Scan the entries that follow for the word "join", then report every line in which it appears.
BEGIN
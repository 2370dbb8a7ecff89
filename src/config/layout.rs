use std::path::{Path, PathBuf};

/// 工作目录下的固定文件布局
#[derive(Debug, Clone)]
pub struct Layout {
    root: PathBuf,
    binary_name: String,
}

impl Layout {
    pub fn new(root: impl Into<PathBuf>, binary_name: impl Into<String>) -> Self {
        Self {
            root: root.into(),
            binary_name: binary_name.into(),
        }
    }

    pub fn root(&self) -> &Path {
        &self.root
    }

    pub fn binary_name(&self) -> &str {
        &self.binary_name
    }

    /// sing-box 配置文件，每次 (重)启动前整体重写
    pub fn config_json(&self) -> PathBuf {
        self.root.join("config.json")
    }

    pub fn cert(&self) -> PathBuf {
        self.root.join("cert.pem")
    }

    pub fn cert_key(&self) -> PathBuf {
        self.root.join("private.key")
    }

    /// Reality 密钥文件 (`Key: value` 行)
    pub fn reality_key(&self) -> PathBuf {
        self.root.join("reality_key.txt")
    }

    pub fn uuid_file(&self) -> PathBuf {
        self.root.join("uuid.txt")
    }

    pub fn binary(&self) -> PathBuf {
        self.root.join(&self.binary_name)
    }

    pub fn version_file(&self) -> PathBuf {
        self.root.join(format!("{}.version", self.binary_name))
    }

    pub fn log(&self) -> PathBuf {
        self.root.join("singbox.log")
    }

    /// 脱离会话重启后本进程的输出
    pub fn warden_log(&self) -> PathBuf {
        self.root.join("box-warden.log")
    }

    /// 下载的压缩包
    pub fn archive(&self) -> PathBuf {
        self.root.join("download.tar.gz")
    }

    /// 解压临时目录
    pub fn staging(&self) -> PathBuf {
        self.root.join(".extract")
    }
}
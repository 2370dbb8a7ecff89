use std::sync::Arc;
use std::time::Duration;

use anyhow::Result;
use clap::Parser;
use tracing::{error, info, Level};

use box_warden::network::ReqwestFetcher;
use box_warden::utils::SystemRunner;
use box_warden::{AppConfig, Orchestrator, RunOutcome};

#[derive(Parser, Debug)]
#[command(author, version, about, long_about = None)]
struct Args {
    /// 配置文件路径
    #[arg(short, long, default_value = "config.toml")]
    config: String,

    /// 日志级别
    #[arg(short, long, default_value = "info")]
    log_level: String,

    /// 只验证配置并打印端口分配，不启动
    #[arg(long)]
    check: bool,
}

async fn run(args: &Args) -> Result<RunOutcome> {
    info!("📄 Loading config from: {}", args.config);
    let config = AppConfig::load(&args.config)?;
    info!("✅ Configuration loaded successfully");

    let runner = Arc::new(SystemRunner::default());
    let fetcher = Arc::new(ReqwestFetcher::new(Duration::from_secs(10))?);
    let mut orchestrator = Orchestrator::new(config, runner, fetcher)?;

    if args.check {
        for (protocol, port) in orchestrator.ports().iter() {
            info!("  {} -> {}", protocol, port);
        }
        info!("✅ 配置检查通过");
        return Ok(RunOutcome::Terminated);
    }

    Ok(orchestrator.run().await?)
}

#[tokio::main]
async fn main() {
    let args = Args::parse();

    // 初始化日志
    // 优先使用环境变量 RUST_LOG，否则使用命令行参数
    let log_level_str = std::env::var("RUST_LOG").unwrap_or_else(|_| args.log_level.clone());

    let log_level = match log_level_str.to_lowercase().as_str() {
        "trace" => Level::TRACE,
        "debug" => Level::DEBUG,
        "info" => Level::INFO,
        "warn" => Level::WARN,
        "error" => Level::ERROR,
        _ => Level::INFO,
    };

    tracing_subscriber::fmt()
        .with_max_level(log_level)
        .with_target(false)
        .with_thread_ids(true)
        .init();

    info!("🚀 Starting box-warden {}", env!("CARGO_PKG_VERSION"));

    match run(&args).await {
        Ok(RunOutcome::Handoff) => info!("👋 已交接给新进程"),
        Ok(RunOutcome::Terminated) => info!("👋 已退出"),
        Err(e) => {
            error!("[FATAL] {:#}", e);
            std::process::exit(1);
        }
    }
}
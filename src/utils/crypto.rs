use base64::{engine::general_purpose, Engine as _};
use rand::RngCore;
use x25519_dalek::{PublicKey, StaticSecret};

use super::error::{BootstrapError, Result};

/// Short ID 的字节长度 (hex 编码后 16 个字符)
const SHORT_ID_BYTES: usize = 8;

/// 解码 32 字节 X25519 密钥
///
/// sing-box 输出 URL-safe 无填充格式，这里同时接受标准 Base64。
fn decode_key(s: &str) -> Option<[u8; 32]> {
    let s = s.trim();
    let engines = [
        &general_purpose::URL_SAFE_NO_PAD,
        &general_purpose::URL_SAFE,
        &general_purpose::STANDARD,
        &general_purpose::STANDARD_NO_PAD,
    ];
    for engine in engines {
        if let Ok(bytes) = engine.decode(s) {
            if let Ok(array) = <[u8; 32]>::try_from(bytes.as_slice()) {
                return Some(array);
            }
        }
    }
    None
}

/// 校验 Reality 密钥对：私钥必须可解码，且其公钥与给定公钥一致
pub fn verify_reality_keypair(private_key: &str, public_key: &str) -> Result<()> {
    let private_bytes = decode_key(private_key).ok_or_else(|| {
        BootstrapError::SecretGeneration("Reality 私钥不是 32 字节的 Base64".to_string())
    })?;
    let public_bytes = decode_key(public_key).ok_or_else(|| {
        BootstrapError::SecretGeneration("Reality 公钥不是 32 字节的 Base64".to_string())
    })?;

    let derived = PublicKey::from(&StaticSecret::from(private_bytes));
    if derived.as_bytes() != &public_bytes {
        return Err(BootstrapError::SecretGeneration(
            "Reality 公钥与私钥不匹配".to_string(),
        ));
    }
    Ok(())
}

/// 生成随机 Short ID
pub fn generate_short_id() -> String {
    let mut bytes = [0u8; SHORT_ID_BYTES];
    rand::thread_rng().fill_bytes(&mut bytes);
    hex::encode(bytes)
}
END
RESULT FOR THIS EXERCISE:
        self.root.join("config.json")
        self.root.join("cert.pem")
        self.root.join("private.key")
        self.root.join("reality_key.txt")
        self.root.join("uuid.txt")
        self.root.join(&self.binary_name)
        self.root.join(format!("{}.version", self.binary_name))
        self.root.join("singbox.log")
        self.root.join("box-warden.log")
        self.root.join("download.tar.gz")
        self.root.join(".extract")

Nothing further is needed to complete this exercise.